В свете изложенного можно понять некоторые высказывания Белинского, которые на первый взгляд производят странное впечатление и как будто противоречат тому, что он говорит об общественном значении сатиры. Некоторые представляют себе возникновение сатиры так: писатель видит недостатки и затем, подумав, решает написать произведение, бичующие эти недостатки в комической форме. Возникающую таким путем сатиру Белинский называет ложной. Совершенно иной характер имеют «Мертвые души». «Ни в одном слове автора не заметили мы намерения смешить читателя» [86]. Если понимать сатиру как намерение смешить или изобличать, то «Мертвые души» – не сатира. «Нельзя ошибочнее смотреть на „Мертвые души“ и грубее понимать их, как видя в них сатиру» [87]. В «Литературных мечтаниях» он писал: «Предмет комедии не есть исправление нравов или осмеяние пороков общества…» [88]. Белинский не выносит также окарикатурирования жизни. Но если «Мертвые души» не сатира и не карикатура, то что же они? Ответ – правдивое изображение жизни (точнее, некоторых сторон ее) такою, как она есть. «Совершенная истина жизни» – вот что составляет содержание творчества Гоголя. Юмор его состоит в верном взгляде на жизнь («О русской повести и повестях г-на Гоголя») [89]. «Элементы комического скрываются в действительности так, как она есть, а не в карикатурах, не в преувеличениях» («Жизнь и похождения Петра Степанова») [90]. «Кто же больше и злее смеется над собой, как не жизнь» [91]. «Поэт математически верен действительности и часто рисует комические черты без всякой претензии смешить, но только покоряясь своему инстинкту, своему такту действительности» [92].

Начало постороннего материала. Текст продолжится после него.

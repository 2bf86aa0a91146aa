//! Application layer for the Narrative Navigation context.

pub mod effects;
pub mod reader;
//! Ending resolution.
//!
//! The ending a reader sees is a fixed lookup on the two answers, first
//! answer as the primary key. Individual ending spreads may also carry their
//! own outcome (used by books without decisions).

use std::collections::BTreeMap;

use flipbook_core::effect::EndingOutcome;
use flipbook_core::id::{Choice, NodeId};
use flipbook_story::{StoryGraph, StoryNode};
use serde::{Deserialize, Serialize};

use super::choices::ChoiceState;
use super::manifest::ManifestError;

/// The four endings of a two-decision story.
#[derive(Debug, Clone, PartialEq, Eq, Serialize, Deserialize)]
#[serde(deny_unknown_fields)]
pub struct EndingTable {
    /// Yes, then yes.
    pub yes_yes: EndingOutcome,
    /// Yes, then no.
    pub yes_no: EndingOutcome,
    /// No, then yes.
    pub no_yes: EndingOutcome,
    /// No, then no.
    pub no_no: EndingOutcome,
}

impl EndingTable {
    /// Looks up the ending for a pair of answers.
    #[must_use]
    pub fn resolve(&self, first: Choice, second: Choice) -> &EndingOutcome {
        match (first, second) {
            (Choice::Yes, Choice::Yes) => &self.yes_yes,
            (Choice::Yes, Choice::No) => &self.yes_no,
            (Choice::No, Choice::Yes) => &self.no_yes,
            (Choice::No, Choice::No) => &self.no_no,
        }
    }
}

/// Every ending the book can show.
#[derive(Debug, Clone, PartialEq, Eq, Serialize, Deserialize)]
#[serde(deny_unknown_fields)]
pub struct EndingCatalog {
    /// Endings keyed by the reader's answers.
    #[serde(default)]
    pub by_choices: Option<EndingTable>,
    /// Endings keyed by spread; these take precedence.
    #[serde(default)]
    pub by_node: BTreeMap<NodeId, EndingOutcome>,
}

impl EndingCatalog {
    /// The outcome for arriving at `node` with `choices`.
    #[must_use]
    pub fn outcome_for(&self, node: &NodeId, choices: &ChoiceState) -> Option<&EndingOutcome> {
        if let Some(outcome) = self.by_node.get(node) {
            return Some(outcome);
        }
        let (first, second) = choices.pair()?;
        self.by_choices
            .as_ref()
            .map(|table| table.resolve(first, second))
    }

    /// Checks that every ending spread of `graph` resolves.
    ///
    /// # Errors
    ///
    /// Returns `ManifestError::UnknownEndingNode` for a keyed spread that is
    /// not an ending, and `ManifestError::UnresolvableEnding` for an ending
    /// that has no keyed outcome and can be reached without two decisions
    /// or without a pair table.
    pub fn validate(&self, graph: &StoryGraph) -> Result<(), ManifestError> {
        for node in self.by_node.keys() {
            if !graph.node(node).is_some_and(StoryNode::is_ending) {
                return Err(ManifestError::UnknownEndingNode(node.clone()));
            }
        }
        for ending in graph.endings() {
            if self.by_node.contains_key(ending) {
                continue;
            }
            let always_two = graph
                .decisions_before(ending)
                .is_some_and(|counts| counts.iter().all(|count| *count == 2));
            if !always_two || self.by_choices.is_none() {
                return Err(ManifestError::UnresolvableEnding(ending.clone()));
            }
        }
        Ok(())
    }
}
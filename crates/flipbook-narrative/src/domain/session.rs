//! The page-navigation state machine.
//!
//! A [`ReaderSession`] owns where the reader is, what they have chosen, and
//! whether a flip is in progress. Every request either starts a flip (lock,
//! mark the vacated spread, schedule completion) or is rejected. Completion
//! arrives later as a [`TimerTicket`]; only the ticket of the flip currently
//! pending is honoured, so tickets issued before a restart are ignored.
//!
//! Effects are buffered and drained by the application layer, mirroring how
//! aggregates buffer uncommitted events.

use flipbook_core::effect::{Effect, VisualState};
use flipbook_core::error::NavigationError;
use flipbook_core::id::{Choice, NodeId};
use flipbook_core::rng::DeterministicRng;
use flipbook_core::scheduler::{TimerChannel, TimerTicket};
use flipbook_story::{Reach, StoryNode};
use serde::Serialize;
use tracing::{debug, info};

use super::choices::ChoiceState;
use super::dispatcher::{SideEffectDispatcher, Transition, TransitionKind};
use super::manifest::Comic;

/// Where the reader is.
#[derive(Debug, Clone, PartialEq, Eq, Serialize)]
pub struct NavigationState {
    /// The spread on display.
    pub current: NodeId,
    /// True while a flip has been dispatched and has not completed.
    pub is_animating: bool,
    /// Answers given so far.
    pub choices: ChoiceState,
}

impl NavigationState {
    fn initial(start: &NodeId) -> Self {
        Self {
            current: start.clone(),
            is_animating: false,
            choices: ChoiceState::default(),
        }
    }
}

#[derive(Debug, Clone)]
struct PendingFlip {
    ticket: TimerTicket,
    transition: Transition,
}

#[derive(Debug, Clone)]
struct PendingSettle {
    ticket: TimerTicket,
    node: NodeId,
}

/// The navigation state machine for one reader.
#[derive(Debug)]
pub struct ReaderSession {
    comic: Comic,
    state: NavigationState,
    generation: u64,
    pending_flip: Option<PendingFlip>,
    pending_settle: Option<PendingSettle>,
    uncommitted_effects: Vec<Effect>,
}

impl ReaderSession {
    /// Opens the comic on its start spread. The effects that present the
    /// start spread are buffered.
    #[must_use]
    pub fn new(comic: Comic) -> Self {
        let state = NavigationState::initial(comic.graph.start());
        let mut session = Self {
            comic,
            state,
            generation: 0,
            pending_flip: None,
            pending_settle: None,
            uncommitted_effects: Vec::new(),
        };
        session.present_start(session.state.current.clone());
        session
    }

    /// The comic being read.
    #[must_use]
    pub fn comic(&self) -> &Comic {
        &self.comic
    }

    /// Current navigation state.
    #[must_use]
    pub fn state(&self) -> &NavigationState {
        &self.state
    }

    /// The spread on display.
    #[must_use]
    pub fn current(&self) -> &NodeId {
        &self.state.current
    }

    /// Whether a flip is in progress.
    #[must_use]
    pub fn is_locked(&self) -> bool {
        self.state.is_animating
    }

    /// Effects produced since the last drain.
    #[must_use]
    pub fn uncommitted_effects(&self) -> &[Effect] {
        &self.uncommitted_effects
    }

    /// Takes the effects produced since the last drain.
    pub fn drain_effects(&mut self) -> Vec<Effect> {
        std::mem::take(&mut self.uncommitted_effects)
    }

    /// Flips forward along the current spread's `next` edge.
    ///
    /// # Errors
    ///
    /// Returns `NavigationError::Locked` during a flip and
    /// `NavigationError::NoNextPage` when there is no forward edge.
    pub fn advance(&mut self) -> Result<(), NavigationError> {
        self.ensure_unlocked()?;
        let target = self
            .current_node()
            .next()
            .cloned()
            .ok_or_else(|| NavigationError::NoNextPage(self.state.current.clone()))?;
        self.begin_flip(target, TransitionKind::Advance);
        Ok(())
    }

    /// Flips back along the current spread's `prev` edge.
    ///
    /// # Errors
    ///
    /// Returns `NavigationError::Locked` during a flip and
    /// `NavigationError::NoPreviousPage` when there is no backward edge.
    pub fn retreat(&mut self) -> Result<(), NavigationError> {
        self.ensure_unlocked()?;
        let target = self
            .current_node()
            .prev()
            .cloned()
            .ok_or_else(|| NavigationError::NoPreviousPage(self.state.current.clone()))?;
        self.begin_flip(target, TransitionKind::Retreat);
        Ok(())
    }

    /// Records an answer on a branch spread and flips to the chosen branch.
    ///
    /// # Errors
    ///
    /// Returns `NavigationError::Locked` during a flip and
    /// `NavigationError::NotAChoice` off a branch spread.
    ///
    /// # Panics
    ///
    /// Panics if both choice slots are already filled, which graph
    /// validation rules out.
    pub fn choose(&mut self, choice: Choice) -> Result<(), NavigationError> {
        self.ensure_unlocked()?;
        let target = self
            .current_node()
            .branch_target(choice)
            .cloned()
            .ok_or_else(|| NavigationError::NotAChoice(self.state.current.clone()))?;
        let slot = self.state.choices.record(choice).unwrap_or_else(|| {
            panic!(
                "unreachable state: third decision recorded at {}",
                self.state.current
            )
        });
        info!(at = %self.state.current, %choice, ?slot, "choice recorded");
        self.begin_flip(target, TransitionKind::Choice);
        Ok(())
    }

    /// Flips straight to a spread on the current path.
    ///
    /// # Errors
    ///
    /// Returns `NavigationError::Locked` during a flip,
    /// `NavigationError::AlreadyThere` for the spread on display, and
    /// `NavigationError::OffPath` for a spread not reachable along `next` or
    /// `prev` edges.
    pub fn flip_to(&mut self, target: &NodeId) -> Result<(), NavigationError> {
        self.ensure_unlocked()?;
        if *target == self.state.current {
            return Err(NavigationError::AlreadyThere(target.clone()));
        }
        let kind = match self.comic.graph.reach(&self.state.current, target) {
            Some(Reach::Forward) => TransitionKind::Advance,
            Some(Reach::Backward) => TransitionKind::Retreat,
            None => {
                return Err(NavigationError::OffPath {
                    from: self.state.current.clone(),
                    to: target.clone(),
                });
            }
        };
        self.begin_flip(target.clone(), kind);
        Ok(())
    }

    /// Returns to the start spread with no answers, whether or not a flip
    /// is in progress. Any pending completion becomes stale.
    pub fn restart(&mut self) {
        let from = self
            .pending_flip
            .take()
            .map_or_else(|| self.state.current.clone(), |flip| flip.transition.from);
        self.pending_settle = None;
        self.generation += 1;
        self.state = NavigationState::initial(self.comic.graph.start());
        info!(%from, "reader restarted");
        self.present_start(from);
    }

    /// Completes the deferred step a ticket was issued for. Returns `false`
    /// for a stale or foreign ticket, which changes nothing.
    pub fn complete(&mut self, ticket: TimerTicket, rng: &mut dyn DeterministicRng) -> bool {
        match ticket.channel {
            TimerChannel::Flip => self.complete_flip(ticket, rng),
            TimerChannel::Settle => self.complete_settle(ticket),
            TimerChannel::Parade => false,
        }
    }

    fn complete_flip(&mut self, ticket: TimerTicket, rng: &mut dyn DeterministicRng) -> bool {
        let Some(flip) = self
            .pending_flip
            .take_if(|pending| pending.ticket == ticket)
        else {
            debug!(%ticket, "ignoring stale flip ticket");
            return false;
        };
        let transition = flip.transition;

        if transition.kind == TransitionKind::Retreat {
            self.undo_choices_behind(&transition);
        }
        self.state.current = transition.to.clone();

        let dispatcher = SideEffectDispatcher::new(
            &self.comic.graph,
            &self.comic.endings,
            &self.comic.sounds,
        );
        let effects = dispatcher.dispatch(&transition, &self.state.choices, rng);
        self.uncommitted_effects.extend(effects);
        self.state.is_animating = false;

        let arrived_at_ending = self.current_node().is_ending();
        info!(
            from = %transition.from,
            to = %transition.to,
            kind = ?transition.kind,
            ending = arrived_at_ending,
            "flip completed"
        );

        if transition.kind == TransitionKind::Retreat {
            self.begin_settle(transition.to);
        }
        true
    }

    fn complete_settle(&mut self, ticket: TimerTicket) -> bool {
        let Some(settle) = self
            .pending_settle
            .take_if(|pending| pending.ticket == ticket)
        else {
            debug!(%ticket, "ignoring stale settle ticket");
            return false;
        };
        self.uncommitted_effects.push(Effect::SetVisualState {
            node: settle.node,
            state: VisualState::Active,
        });
        true
    }

    fn ensure_unlocked(&self) -> Result<(), NavigationError> {
        if self.state.is_animating {
            return Err(NavigationError::Locked);
        }
        Ok(())
    }

    fn current_node(&self) -> &StoryNode {
        self.comic
            .graph
            .node(&self.state.current)
            .unwrap_or_else(|| {
                panic!(
                    "unreachable state: current spread {} is not in the graph",
                    self.state.current
                )
            })
    }

    fn begin_flip(&mut self, to: NodeId, kind: TransitionKind) {
        let delay = match kind {
            TransitionKind::Retreat => self.comic.timing.backward(),
            TransitionKind::Advance | TransitionKind::Choice | TransitionKind::Restart => {
                self.comic.timing.forward()
            }
        };
        self.generation += 1;
        let ticket = TimerTicket::new(TimerChannel::Flip, self.generation);
        let from = self.state.current.clone();

        self.pending_settle = None;
        self.state.is_animating = true;
        self.uncommitted_effects.extend([
            Effect::SetVisualState {
                node: from.clone(),
                state: VisualState::Flipping,
            },
            Effect::ScheduleAfter { delay, ticket },
        ]);
        debug!(%from, %to, ?kind, %ticket, "flip started");
        self.pending_flip = Some(PendingFlip {
            ticket,
            transition: Transition { from, to, kind },
        });
    }

    fn begin_settle(&mut self, node: NodeId) {
        self.generation += 1;
        let ticket = TimerTicket::new(TimerChannel::Settle, self.generation);
        self.uncommitted_effects.extend([
            Effect::SetVisualState {
                node: node.clone(),
                state: VisualState::Flipping,
            },
            Effect::ScheduleAfter {
                delay: self.comic.timing.settle(),
                ticket,
            },
        ]);
        self.pending_settle = Some(PendingSettle { ticket, node });
    }

    /// Clears the answers given at branch spreads that a backward flip lands
    /// on or passes over.
    fn undo_choices_behind(&mut self, transition: &Transition) {
        let mut cursor = transition.from.clone();
        while cursor != transition.to {
            let prev = self
                .comic
                .graph
                .node(&cursor)
                .and_then(StoryNode::prev)
                .cloned()
                .unwrap_or_else(|| {
                    panic!(
                        "unreachable state: backward flip from {} cannot reach {}",
                        transition.from, transition.to
                    )
                });
            if self.comic.graph.node(&prev).is_some_and(StoryNode::is_branch) {
                self.state.choices.undo_last();
            }
            cursor = prev;
        }
    }

    fn present_start(&mut self, from: NodeId) {
        let transition = Transition {
            from,
            to: self.state.current.clone(),
            kind: TransitionKind::Restart,
        };
        let dispatcher = SideEffectDispatcher::new(
            &self.comic.graph,
            &self.comic.endings,
            &self.comic.sounds,
        );
        // Restart effects never roll for sounds.
        let effects = dispatcher.dispatch(&transition, &self.state.choices, &mut NoRandomness);
        self.uncommitted_effects.extend(effects);
    }
}

/// Stand-in for restart dispatch, which does not draw.
struct NoRandomness;

impl DeterministicRng for NoRandomness {
    fn next_u32_range(&mut self, min: u32, _max: u32) -> u32 {
        min
    }

    fn next_f64(&mut self) -> f64 {
        1.0
    }
}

Таковы в общих чертах основные мысли Белинского о комическом и его значении в жизни, в искусстве и в общественной борьбе. Взгляды Белинского представляют собой одну из вершин русской эстетической мысли.

Чернышевский и Добролюбов, по существу, продолжают то, что начато было Белинским, хотя они отнюдь не совпадают с ним.

Основной тезис диссертации Чернышевского «Эстетические отношения искусства к действительности» [93], гласящий «прекрасное есть жизнь», определяет направление всей революционно-демократической эстетики. «Жизнь» понимается не как некая философская абстракция, как мы это видим в немецкой философии, а как конкретная реальность. Как Чернышевский, так и Добролюбов не строят абстрактной философии, а зорко всматриваются в текущую русскую жизнь.

Ни у Чернышевского, ни у Добролюбова проблема комического не стоит в центре их внимания. Они не придавали такого большого значения комедии, как это делал Белинский, боготворивший Гоголя. В своих «Очерках гоголевского периода русской литературы» Чернышевский минует проблему комизма [94]. Проблема эта интересовала его преимущественно в юные годы. Добролюбова интересовала преимущественно литературная сторона ее. Но после Гоголя крупных художественных комедий и сатир долго не было, и потому высказывания Добролюбова немногочисленны.

В отличие от Белинского Чернышевский изложил свои взгляды систематически. О природе комического он высказывался дважды: в статье «Возвышенное и комическое» (1854) [95] и в своей диссертации «Эстетические отношения искусства к действительности» (1855) [96]. В диссертации он касается проблемы комического мимоходом, в статье – более подробно. Статья, однако, осталась незаконченной. Проблема возвышенного здесь трактована полностью, раздел же, посвященный комическому, обрывается и не доведен до конца, он охватывает всего 10 страниц.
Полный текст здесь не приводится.